Category Archives: Magic Lantern

Medieval alley


Medieval alley, a photo by stst31415 on Flickr.

What really fascinated me in this picture was that the method HDR could capture all the colors facets and texture and preserve them. That was not quite easy due to the different artificial light colors, varying from blue to orange.
Again the tipp by RC Concepcion I use often, is to use a Glamour Glow effect on HDR. It takes the unnatural sharpness out of the picture and gives it some nice appeal.
I started using the glamour glow (which was created for portraits) on some architecture pictures – not specifically HDR. It works just fine…
And again this shot was brought to you by Canon running Magic Lantern with 9 exposures, creation with HDR Efex by Nik Software and postprocessing with Color Efex (also by Nik Software).

If you are looking for a book specifically for the creation of HDR with HDR Efex and get some real nice postprocessing tips for HDR, read the HDR book by RC. There is great stuff inside.

Sunset – Things learned from HDR

Sunset by stst31415
Sunset, a photo by stst31415 on Flickr.

I love the subtle tones of orange of sunsets and HDR definitely gives me the option to pack them into a picture. I used 9 brackets in this one and added some glamour glow effect to emphasize the warmth.
Sometimes it is a good idea not to overdo the HDR effect and sqeeze the whole available light into one picture. There is a point where you put more light into the picture, than you could have possibly seen. If the effect is subtle it is OK, if it is not the outcome won’t be pleasant.

Panoramic HDR Experiment

I went out with my tripod to shoot a structured panorama in at least 3 by 2. I made it 4 by 2 but it was not convincing. Because I also experimented…

Another thing I wanted to try was a panorama with a wide angle lens. So I used my trusted Sigma portrait in 10mm and used a recipe which nearly always worked for me.

The recipe as always: 3 pictures using 9 brackets with Magic Lantern on my 60D, HDR created with HDR Efex, and panorama with Microsoft ICE.

There were problems with the distortion near the lens, like in the railing you can see on the left. I don’t know if the result is also there because of the horizontal lines. I will try to find out.

I am very pleased with the look of this picture. What is your opinion?

Under the bridge

Under the bridge, a photo by stst31415 on Flickr.

For the Flickr group Cliche Saturday I made this HDR. Magic Lantern helped me out with 9 brackets, HDR Efex, Dfine and Colour Efex from Nik software made postprocessing easy.
I think you can see everything which makes a great HDR:
Textures
Difficult lighting conditions
Strong Colours

BTW: The water would have been green today and this looked crazy so I too the second position.
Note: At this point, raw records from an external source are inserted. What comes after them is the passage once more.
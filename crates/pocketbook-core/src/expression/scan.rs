use once_cell::sync::Lazy;
use regex::Regex;
use rust_decimal::Decimal;
use std::str::FromStr;

use super::{evaluate_amount_expression, ExpressionError};
use crate::limits::{MAX_AMOUNT, MAX_DECIMAL_PLACES};
use crate::types::Money;

/// Every maximal numeric substring of the raw input, independent of parsing.
/// ASCII digits only, matching what the lexer accepts.
static NUMERIC_TOKEN: Lazy<Regex> = Lazy::new(|| {
    Regex::new(r"[0-9]*\.[0-9]+|[0-9]+").expect("numeric token pattern compiles")
});

fn numeric_tokens(input: &str) -> impl Iterator<Item = &str> {
    NUMERIC_TOKEN.find_iter(input).map(|m| m.as_str())
}

fn token_value(token: &str) -> Option<Decimal> {
    if token.starts_with('.') {
        Decimal::from_str(&format!("0{token}")).ok()
    } else {
        Decimal::from_str(token).ok()
    }
}

/// True when any number written in `input`, or the evaluated result, is
/// larger in magnitude than [`MAX_AMOUNT`].
///
/// Raw numbers are checked even when the result is in range, so
/// `20000000000/2` is over the limit.
pub fn exceeds_amount_limit(input: &str, evaluated: Option<Money>) -> bool {
    let token_over = numeric_tokens(input).any(|token| match token_value(token) {
        Some(value) => value.abs() > MAX_AMOUNT,
        // Too many digits to represent at all.
        None => true,
    });

    token_over || evaluated.is_some_and(|value| value.abs() > MAX_AMOUNT)
}

/// True when any number written in `input` has more than
/// [`MAX_DECIMAL_PLACES`] digits after its decimal point.
pub fn exceeds_decimal_precision(input: &str) -> bool {
    numeric_tokens(input).any(|token| {
        token
            .split_once('.')
            .is_some_and(|(_, fraction)| fraction.len() > MAX_DECIMAL_PLACES as usize)
    })
}

/// Full amount-field validation: precision, raw magnitude, evaluation, then
/// magnitude of the result. Returns the first failure.
pub fn parse_amount(input: &str) -> Result<Money, ExpressionError> {
    if exceeds_decimal_precision(input) {
        return Err(ExpressionError::TooManyDecimals {
            max: MAX_DECIMAL_PLACES,
        });
    }
    if exceeds_amount_limit(input, None) {
        return Err(ExpressionError::ExceedsLimit { limit: MAX_AMOUNT });
    }

    let value = evaluate_amount_expression(input)?;
    if exceeds_amount_limit(input, Some(value)) {
        return Err(ExpressionError::ExceedsLimit { limit: MAX_AMOUNT });
    }

    Ok(value)
}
Taking and making pictures

Raindot by stst31415
Raindot, a photo by stst31415 on Flickr.

You may read these lines because you wondered why the title of this post is taking and making. Well, actually the difference is enormous.

Look at the picture above. It was taken yesterday, I had some slight postprocessing with Nik Color Efex going on to recover the details and uploaded the picture. But there is nothing I could have done if I had not taken the camera with me in the first place. A colleague of mine – by a strange coincidence his name is also Stefan – came from next door to show us the raindot. It is no bow, so it has to be a dot…

I took my camera and used the magic lantern to take 9 brackets with 0.5 EV difference to be on the safe side. I also tried to HDR this picture but it didn’t want to be an HDR ;-). It simply wanted some quick and exact color treatment on the raindot and more details on the cityscape. So I chose what fit best. I would definitely call this process taking a picture.

On the other hand, there is the process of making a picture: Your lighting, your setup, your models. You create what is depicted. But where is the border line between these two things? If I have a good picture and add some heavy treatment or postprocessing: Is this already making a picture?

In both cases you need your camera with you. Do you carry your camera with you all the time?